TASK TO COMPLETE: Only certain lines below are wanted: those starting at the line containing "let id = TransactionId::new();" and ending at the line containing "let mut origin = None;", both included, each retyped exactly.

Records from a dataset
* * * *
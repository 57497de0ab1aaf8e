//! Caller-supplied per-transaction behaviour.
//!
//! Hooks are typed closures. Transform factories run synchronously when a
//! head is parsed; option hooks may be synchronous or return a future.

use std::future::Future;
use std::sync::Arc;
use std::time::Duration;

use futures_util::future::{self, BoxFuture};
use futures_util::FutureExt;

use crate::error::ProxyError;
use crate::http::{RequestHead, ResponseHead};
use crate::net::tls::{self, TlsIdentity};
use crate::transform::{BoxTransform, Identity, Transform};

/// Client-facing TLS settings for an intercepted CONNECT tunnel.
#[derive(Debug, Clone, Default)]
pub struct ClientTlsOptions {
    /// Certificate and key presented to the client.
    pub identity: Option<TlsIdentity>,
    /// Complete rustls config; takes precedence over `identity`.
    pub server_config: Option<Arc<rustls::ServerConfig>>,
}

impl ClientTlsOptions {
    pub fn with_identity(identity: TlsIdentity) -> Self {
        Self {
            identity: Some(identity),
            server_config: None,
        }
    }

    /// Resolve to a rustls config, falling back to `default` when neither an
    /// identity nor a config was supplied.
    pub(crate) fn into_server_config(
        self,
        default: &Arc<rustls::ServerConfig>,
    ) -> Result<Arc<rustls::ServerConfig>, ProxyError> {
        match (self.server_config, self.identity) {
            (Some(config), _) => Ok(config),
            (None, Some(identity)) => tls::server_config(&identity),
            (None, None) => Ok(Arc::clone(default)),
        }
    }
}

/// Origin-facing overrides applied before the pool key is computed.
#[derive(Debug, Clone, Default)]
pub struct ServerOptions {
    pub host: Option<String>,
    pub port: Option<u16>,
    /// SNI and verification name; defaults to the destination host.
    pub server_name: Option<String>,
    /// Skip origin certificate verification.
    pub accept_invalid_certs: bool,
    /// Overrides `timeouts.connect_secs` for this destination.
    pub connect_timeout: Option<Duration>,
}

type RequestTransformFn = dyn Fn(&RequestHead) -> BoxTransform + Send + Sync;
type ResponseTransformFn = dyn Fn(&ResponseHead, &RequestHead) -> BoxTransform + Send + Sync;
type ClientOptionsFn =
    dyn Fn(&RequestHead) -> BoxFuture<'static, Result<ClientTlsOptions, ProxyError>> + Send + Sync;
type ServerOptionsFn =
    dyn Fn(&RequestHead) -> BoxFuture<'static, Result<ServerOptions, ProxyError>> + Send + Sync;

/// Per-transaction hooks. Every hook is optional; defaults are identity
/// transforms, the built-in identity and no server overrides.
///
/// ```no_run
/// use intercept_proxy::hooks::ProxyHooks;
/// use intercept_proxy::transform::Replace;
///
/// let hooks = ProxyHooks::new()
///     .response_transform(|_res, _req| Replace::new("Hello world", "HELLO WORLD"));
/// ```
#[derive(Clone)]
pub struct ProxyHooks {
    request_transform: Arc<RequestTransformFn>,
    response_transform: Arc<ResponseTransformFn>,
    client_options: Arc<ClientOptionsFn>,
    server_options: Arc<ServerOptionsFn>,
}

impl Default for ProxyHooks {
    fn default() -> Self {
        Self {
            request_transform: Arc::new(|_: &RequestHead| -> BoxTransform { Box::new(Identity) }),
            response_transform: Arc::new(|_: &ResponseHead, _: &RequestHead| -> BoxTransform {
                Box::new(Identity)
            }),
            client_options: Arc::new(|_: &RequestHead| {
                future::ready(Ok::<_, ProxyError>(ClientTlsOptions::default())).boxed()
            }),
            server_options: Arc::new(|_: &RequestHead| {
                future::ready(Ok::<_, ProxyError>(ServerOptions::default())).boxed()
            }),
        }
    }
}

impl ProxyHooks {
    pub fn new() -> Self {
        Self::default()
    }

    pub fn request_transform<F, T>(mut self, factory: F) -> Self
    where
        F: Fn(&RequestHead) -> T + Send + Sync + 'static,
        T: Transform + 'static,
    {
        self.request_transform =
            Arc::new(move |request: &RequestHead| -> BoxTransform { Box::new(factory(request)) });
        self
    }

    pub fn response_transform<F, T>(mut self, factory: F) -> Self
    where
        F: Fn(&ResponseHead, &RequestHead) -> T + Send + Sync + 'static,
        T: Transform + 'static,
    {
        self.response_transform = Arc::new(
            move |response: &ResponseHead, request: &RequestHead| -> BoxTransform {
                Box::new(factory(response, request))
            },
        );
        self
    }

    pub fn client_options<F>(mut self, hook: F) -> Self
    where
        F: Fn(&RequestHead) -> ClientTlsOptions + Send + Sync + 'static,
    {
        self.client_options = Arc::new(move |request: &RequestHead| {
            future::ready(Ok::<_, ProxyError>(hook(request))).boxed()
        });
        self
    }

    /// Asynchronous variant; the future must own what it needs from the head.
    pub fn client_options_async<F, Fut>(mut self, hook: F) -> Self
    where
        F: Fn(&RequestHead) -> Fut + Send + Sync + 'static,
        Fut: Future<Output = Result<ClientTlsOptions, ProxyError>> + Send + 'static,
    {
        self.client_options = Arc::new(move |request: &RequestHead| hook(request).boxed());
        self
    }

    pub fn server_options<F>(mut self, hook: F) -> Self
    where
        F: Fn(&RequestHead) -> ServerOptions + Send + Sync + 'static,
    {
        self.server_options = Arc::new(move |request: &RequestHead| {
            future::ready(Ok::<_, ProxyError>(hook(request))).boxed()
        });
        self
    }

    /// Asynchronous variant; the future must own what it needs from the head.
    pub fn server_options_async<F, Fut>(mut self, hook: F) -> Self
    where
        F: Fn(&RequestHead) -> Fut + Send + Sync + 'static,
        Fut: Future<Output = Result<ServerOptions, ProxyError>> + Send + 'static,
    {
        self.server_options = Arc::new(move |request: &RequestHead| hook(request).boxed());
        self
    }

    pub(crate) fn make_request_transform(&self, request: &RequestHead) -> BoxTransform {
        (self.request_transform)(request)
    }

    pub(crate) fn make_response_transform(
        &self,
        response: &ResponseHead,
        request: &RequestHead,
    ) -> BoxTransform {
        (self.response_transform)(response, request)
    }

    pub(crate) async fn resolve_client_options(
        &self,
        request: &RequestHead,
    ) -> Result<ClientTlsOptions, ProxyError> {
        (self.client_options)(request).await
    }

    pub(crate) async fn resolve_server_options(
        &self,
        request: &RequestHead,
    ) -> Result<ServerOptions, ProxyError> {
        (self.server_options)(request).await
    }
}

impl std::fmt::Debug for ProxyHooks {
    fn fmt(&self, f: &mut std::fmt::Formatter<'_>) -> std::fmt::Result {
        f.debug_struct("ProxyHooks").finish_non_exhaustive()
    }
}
* * * *
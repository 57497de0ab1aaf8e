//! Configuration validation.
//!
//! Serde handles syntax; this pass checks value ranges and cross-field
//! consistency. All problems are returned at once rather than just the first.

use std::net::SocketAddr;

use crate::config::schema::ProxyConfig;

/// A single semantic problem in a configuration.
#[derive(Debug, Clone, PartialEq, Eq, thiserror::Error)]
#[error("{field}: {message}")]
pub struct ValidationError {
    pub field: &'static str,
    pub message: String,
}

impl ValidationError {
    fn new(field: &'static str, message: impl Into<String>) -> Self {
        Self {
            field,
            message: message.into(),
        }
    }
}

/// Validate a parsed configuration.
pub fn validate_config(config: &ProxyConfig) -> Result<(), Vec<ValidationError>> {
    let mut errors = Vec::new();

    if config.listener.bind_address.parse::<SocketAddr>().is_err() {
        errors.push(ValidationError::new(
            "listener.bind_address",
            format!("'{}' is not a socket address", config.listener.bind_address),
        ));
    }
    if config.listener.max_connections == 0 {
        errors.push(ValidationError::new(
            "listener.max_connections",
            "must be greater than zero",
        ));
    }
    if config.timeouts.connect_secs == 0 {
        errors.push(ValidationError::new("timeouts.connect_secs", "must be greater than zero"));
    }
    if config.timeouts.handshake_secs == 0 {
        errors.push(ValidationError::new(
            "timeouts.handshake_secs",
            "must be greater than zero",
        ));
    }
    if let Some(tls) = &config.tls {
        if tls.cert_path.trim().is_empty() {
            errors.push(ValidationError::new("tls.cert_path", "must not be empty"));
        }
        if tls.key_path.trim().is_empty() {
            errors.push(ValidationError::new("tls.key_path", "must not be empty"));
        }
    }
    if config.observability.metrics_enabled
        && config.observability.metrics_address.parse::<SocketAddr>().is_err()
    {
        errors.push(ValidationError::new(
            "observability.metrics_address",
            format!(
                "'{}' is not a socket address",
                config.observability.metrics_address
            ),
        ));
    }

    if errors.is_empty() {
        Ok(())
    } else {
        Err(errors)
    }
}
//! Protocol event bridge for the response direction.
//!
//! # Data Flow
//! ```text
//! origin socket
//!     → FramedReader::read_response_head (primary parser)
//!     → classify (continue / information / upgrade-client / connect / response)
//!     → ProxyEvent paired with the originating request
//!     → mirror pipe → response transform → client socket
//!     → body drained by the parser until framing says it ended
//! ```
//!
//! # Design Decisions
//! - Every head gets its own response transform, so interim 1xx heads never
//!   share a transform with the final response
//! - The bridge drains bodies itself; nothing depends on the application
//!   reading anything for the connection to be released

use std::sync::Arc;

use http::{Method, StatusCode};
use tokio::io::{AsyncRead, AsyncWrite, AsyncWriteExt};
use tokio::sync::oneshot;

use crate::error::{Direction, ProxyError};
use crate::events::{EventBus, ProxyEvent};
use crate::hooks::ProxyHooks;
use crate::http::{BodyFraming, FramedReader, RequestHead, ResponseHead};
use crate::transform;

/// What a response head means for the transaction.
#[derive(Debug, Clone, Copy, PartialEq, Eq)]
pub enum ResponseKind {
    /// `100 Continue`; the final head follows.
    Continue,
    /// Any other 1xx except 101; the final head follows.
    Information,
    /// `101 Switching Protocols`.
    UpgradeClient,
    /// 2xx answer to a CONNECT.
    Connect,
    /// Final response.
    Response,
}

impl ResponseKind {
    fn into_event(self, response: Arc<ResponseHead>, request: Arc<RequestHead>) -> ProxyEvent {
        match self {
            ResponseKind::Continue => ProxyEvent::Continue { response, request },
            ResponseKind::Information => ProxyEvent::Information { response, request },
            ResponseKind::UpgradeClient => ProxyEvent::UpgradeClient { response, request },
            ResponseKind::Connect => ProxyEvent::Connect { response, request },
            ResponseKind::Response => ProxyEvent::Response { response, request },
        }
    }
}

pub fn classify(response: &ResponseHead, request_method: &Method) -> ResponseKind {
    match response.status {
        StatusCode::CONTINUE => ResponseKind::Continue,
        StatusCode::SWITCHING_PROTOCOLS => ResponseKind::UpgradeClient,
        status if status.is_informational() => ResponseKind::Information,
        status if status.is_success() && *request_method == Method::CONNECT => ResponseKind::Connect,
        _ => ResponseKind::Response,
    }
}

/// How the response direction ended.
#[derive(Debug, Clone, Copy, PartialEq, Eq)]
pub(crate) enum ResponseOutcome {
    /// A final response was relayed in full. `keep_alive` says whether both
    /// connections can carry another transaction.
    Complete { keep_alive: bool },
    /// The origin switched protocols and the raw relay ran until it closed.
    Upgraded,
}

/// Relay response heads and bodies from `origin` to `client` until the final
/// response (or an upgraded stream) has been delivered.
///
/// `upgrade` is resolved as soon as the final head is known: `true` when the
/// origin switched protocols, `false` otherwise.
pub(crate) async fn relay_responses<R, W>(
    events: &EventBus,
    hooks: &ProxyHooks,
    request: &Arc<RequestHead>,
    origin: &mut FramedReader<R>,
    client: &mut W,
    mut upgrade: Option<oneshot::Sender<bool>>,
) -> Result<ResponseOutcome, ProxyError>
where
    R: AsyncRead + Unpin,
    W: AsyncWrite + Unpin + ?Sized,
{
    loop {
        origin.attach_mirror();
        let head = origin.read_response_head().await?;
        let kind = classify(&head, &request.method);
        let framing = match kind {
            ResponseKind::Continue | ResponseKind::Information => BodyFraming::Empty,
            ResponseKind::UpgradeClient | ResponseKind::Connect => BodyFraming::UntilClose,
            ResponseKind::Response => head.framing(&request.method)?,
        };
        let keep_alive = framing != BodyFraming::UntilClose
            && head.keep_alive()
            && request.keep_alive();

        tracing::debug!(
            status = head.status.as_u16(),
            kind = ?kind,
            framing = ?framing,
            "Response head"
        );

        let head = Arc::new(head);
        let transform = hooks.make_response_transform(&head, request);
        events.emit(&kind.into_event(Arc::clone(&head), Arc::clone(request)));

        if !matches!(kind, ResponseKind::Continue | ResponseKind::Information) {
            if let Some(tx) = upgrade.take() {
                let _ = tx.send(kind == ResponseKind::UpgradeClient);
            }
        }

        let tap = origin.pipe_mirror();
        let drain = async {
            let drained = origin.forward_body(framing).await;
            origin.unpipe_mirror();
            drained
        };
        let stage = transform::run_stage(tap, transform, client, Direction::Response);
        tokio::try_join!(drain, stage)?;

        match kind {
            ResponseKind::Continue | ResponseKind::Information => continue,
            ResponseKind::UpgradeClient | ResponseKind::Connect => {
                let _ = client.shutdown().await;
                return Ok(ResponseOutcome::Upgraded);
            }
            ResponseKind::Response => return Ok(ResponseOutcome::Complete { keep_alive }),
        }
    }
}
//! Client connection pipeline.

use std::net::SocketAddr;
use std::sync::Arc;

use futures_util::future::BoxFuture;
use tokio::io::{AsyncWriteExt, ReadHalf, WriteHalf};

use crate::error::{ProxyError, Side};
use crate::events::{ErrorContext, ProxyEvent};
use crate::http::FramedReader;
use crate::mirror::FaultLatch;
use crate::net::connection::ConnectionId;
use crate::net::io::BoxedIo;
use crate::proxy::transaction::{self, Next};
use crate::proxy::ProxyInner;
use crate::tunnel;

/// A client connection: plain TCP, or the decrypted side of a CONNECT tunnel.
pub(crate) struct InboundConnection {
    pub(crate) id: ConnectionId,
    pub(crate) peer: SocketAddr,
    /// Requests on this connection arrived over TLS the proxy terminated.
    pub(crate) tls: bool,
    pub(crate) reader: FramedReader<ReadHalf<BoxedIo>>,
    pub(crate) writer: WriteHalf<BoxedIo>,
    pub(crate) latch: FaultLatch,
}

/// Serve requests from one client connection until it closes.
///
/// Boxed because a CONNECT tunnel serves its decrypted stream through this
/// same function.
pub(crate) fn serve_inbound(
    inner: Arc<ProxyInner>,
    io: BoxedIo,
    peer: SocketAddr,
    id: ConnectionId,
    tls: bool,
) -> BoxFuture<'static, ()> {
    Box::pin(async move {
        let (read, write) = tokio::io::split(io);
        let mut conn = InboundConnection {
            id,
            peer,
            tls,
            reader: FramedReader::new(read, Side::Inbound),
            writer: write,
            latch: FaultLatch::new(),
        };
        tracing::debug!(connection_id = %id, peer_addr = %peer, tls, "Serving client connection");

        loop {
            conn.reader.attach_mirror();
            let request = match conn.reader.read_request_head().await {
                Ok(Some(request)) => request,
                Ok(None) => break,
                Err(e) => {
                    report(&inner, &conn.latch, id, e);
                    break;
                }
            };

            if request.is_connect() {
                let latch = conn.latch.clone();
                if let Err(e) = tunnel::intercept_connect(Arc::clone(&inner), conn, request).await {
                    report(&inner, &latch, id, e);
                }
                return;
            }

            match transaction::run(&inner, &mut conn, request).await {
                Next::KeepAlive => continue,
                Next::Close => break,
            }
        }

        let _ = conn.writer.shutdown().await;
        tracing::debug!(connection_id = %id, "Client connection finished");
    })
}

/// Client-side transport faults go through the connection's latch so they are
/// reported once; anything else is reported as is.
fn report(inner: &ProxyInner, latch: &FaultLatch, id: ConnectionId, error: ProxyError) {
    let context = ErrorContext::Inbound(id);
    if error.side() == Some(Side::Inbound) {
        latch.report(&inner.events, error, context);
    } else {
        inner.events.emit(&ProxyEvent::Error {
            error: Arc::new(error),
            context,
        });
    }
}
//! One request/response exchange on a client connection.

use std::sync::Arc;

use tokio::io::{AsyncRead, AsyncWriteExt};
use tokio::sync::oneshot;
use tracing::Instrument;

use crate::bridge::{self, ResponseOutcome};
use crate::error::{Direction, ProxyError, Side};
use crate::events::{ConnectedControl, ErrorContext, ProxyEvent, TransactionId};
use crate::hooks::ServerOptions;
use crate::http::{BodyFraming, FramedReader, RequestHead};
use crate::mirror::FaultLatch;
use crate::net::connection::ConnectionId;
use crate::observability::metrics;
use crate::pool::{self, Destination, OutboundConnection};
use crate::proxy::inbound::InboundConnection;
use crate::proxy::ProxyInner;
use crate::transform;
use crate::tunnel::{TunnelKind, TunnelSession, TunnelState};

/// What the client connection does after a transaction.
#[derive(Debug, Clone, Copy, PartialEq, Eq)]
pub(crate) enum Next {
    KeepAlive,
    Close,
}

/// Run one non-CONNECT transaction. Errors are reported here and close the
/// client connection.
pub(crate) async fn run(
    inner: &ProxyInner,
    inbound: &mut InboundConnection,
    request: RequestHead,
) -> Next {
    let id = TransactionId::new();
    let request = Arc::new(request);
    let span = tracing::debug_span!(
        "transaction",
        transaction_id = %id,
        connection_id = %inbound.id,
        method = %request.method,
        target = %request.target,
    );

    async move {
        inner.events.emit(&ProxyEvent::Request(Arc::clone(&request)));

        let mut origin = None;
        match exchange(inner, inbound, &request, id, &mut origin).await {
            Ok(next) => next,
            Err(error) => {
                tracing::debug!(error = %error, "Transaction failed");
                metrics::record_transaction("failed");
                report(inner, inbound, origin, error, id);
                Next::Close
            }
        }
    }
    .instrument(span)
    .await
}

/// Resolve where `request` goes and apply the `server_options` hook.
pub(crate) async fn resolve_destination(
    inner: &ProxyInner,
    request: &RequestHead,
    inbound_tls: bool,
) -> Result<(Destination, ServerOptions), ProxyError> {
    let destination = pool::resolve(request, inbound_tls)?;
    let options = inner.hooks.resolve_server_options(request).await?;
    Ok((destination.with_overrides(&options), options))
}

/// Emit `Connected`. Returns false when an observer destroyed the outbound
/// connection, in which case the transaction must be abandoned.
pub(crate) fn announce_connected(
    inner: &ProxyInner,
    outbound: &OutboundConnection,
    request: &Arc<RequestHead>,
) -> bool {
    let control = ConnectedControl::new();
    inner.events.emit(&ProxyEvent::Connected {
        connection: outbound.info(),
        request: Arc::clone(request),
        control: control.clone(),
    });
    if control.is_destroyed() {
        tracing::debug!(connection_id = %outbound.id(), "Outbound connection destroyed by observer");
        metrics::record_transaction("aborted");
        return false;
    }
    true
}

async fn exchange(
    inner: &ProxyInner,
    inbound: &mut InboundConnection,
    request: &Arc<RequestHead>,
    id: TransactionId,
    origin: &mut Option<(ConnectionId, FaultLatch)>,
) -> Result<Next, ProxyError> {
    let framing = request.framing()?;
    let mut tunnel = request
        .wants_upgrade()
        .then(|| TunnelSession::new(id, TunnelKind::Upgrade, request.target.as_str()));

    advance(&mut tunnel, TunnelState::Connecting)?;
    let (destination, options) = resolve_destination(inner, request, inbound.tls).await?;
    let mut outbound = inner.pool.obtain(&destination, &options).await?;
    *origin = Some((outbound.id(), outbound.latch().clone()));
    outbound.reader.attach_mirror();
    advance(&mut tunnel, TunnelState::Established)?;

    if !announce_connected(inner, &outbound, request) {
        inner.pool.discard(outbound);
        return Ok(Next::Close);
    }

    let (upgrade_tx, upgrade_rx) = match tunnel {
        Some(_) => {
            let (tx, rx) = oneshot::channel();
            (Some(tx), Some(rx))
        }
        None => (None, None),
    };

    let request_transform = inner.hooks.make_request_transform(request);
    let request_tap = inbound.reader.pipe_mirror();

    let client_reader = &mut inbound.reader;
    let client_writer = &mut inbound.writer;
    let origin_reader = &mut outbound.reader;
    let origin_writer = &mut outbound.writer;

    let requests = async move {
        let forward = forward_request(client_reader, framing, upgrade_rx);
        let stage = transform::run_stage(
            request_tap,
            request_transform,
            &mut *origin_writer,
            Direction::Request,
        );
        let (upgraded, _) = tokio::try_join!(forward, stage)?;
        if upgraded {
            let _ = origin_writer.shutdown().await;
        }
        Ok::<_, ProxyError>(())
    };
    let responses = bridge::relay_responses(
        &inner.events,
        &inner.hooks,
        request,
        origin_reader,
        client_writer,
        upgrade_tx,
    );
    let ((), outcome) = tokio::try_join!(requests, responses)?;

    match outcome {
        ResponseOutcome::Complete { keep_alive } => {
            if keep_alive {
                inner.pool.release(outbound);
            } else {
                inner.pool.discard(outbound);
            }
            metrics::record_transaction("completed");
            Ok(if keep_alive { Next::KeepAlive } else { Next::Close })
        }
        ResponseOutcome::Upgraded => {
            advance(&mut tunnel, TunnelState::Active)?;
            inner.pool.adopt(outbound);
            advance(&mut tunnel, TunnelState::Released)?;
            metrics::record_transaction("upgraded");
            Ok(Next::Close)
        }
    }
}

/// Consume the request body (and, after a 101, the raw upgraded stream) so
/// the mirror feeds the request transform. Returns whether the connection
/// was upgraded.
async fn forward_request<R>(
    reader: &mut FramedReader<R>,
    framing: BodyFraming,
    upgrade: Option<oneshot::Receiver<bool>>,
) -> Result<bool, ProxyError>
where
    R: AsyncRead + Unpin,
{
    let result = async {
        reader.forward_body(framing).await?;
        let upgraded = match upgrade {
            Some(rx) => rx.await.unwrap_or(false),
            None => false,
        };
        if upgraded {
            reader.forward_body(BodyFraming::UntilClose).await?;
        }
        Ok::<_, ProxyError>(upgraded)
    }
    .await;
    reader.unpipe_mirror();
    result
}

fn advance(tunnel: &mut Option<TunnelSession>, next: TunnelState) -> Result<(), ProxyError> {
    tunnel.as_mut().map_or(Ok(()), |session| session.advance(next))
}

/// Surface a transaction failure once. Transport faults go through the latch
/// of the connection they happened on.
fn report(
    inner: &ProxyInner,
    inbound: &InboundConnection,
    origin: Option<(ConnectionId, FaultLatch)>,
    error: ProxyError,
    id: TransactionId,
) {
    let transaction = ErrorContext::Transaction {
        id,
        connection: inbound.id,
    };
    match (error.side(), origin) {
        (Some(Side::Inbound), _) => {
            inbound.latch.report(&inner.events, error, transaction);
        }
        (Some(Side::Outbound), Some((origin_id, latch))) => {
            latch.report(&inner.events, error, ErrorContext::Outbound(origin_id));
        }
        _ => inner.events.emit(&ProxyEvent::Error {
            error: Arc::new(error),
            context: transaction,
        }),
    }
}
* * * *
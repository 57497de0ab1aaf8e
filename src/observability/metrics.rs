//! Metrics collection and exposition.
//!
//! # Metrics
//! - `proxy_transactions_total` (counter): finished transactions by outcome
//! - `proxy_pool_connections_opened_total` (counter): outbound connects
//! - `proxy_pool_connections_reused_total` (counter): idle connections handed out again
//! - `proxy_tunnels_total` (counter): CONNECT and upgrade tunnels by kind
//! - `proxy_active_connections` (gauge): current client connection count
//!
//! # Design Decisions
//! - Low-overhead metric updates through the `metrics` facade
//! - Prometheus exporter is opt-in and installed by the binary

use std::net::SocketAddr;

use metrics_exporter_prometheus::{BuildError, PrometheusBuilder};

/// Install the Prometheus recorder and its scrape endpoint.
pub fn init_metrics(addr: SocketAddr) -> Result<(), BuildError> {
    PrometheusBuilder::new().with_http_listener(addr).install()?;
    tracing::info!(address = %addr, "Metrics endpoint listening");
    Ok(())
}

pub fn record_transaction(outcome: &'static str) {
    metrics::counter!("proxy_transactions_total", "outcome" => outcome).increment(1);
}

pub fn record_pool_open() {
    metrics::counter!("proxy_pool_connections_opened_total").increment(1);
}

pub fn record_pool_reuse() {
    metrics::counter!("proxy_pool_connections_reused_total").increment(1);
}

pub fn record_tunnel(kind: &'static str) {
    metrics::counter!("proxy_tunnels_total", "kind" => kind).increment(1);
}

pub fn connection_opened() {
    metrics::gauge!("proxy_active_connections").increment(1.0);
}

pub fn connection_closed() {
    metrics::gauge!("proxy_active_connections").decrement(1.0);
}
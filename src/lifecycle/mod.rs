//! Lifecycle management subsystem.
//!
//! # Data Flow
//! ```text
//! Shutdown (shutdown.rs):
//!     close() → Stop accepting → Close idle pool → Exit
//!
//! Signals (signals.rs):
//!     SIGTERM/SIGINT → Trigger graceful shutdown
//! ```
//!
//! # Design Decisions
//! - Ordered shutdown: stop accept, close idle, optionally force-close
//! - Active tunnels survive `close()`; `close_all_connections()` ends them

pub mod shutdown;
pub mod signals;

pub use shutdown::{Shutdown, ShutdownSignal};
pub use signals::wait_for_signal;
* * * *
SOLUTION:
    let id = TransactionId::new();
    let request = Arc::new(request);
    let span = tracing::debug_span!(
        "transaction",
        transaction_id = %id,
        connection_id = %inbound.id,
        method = %request.method,
        target = %request.target,
    );

    async move {
        inner.events.emit(&ProxyEvent::Request(Arc::clone(&request)));

        let mut origin = None;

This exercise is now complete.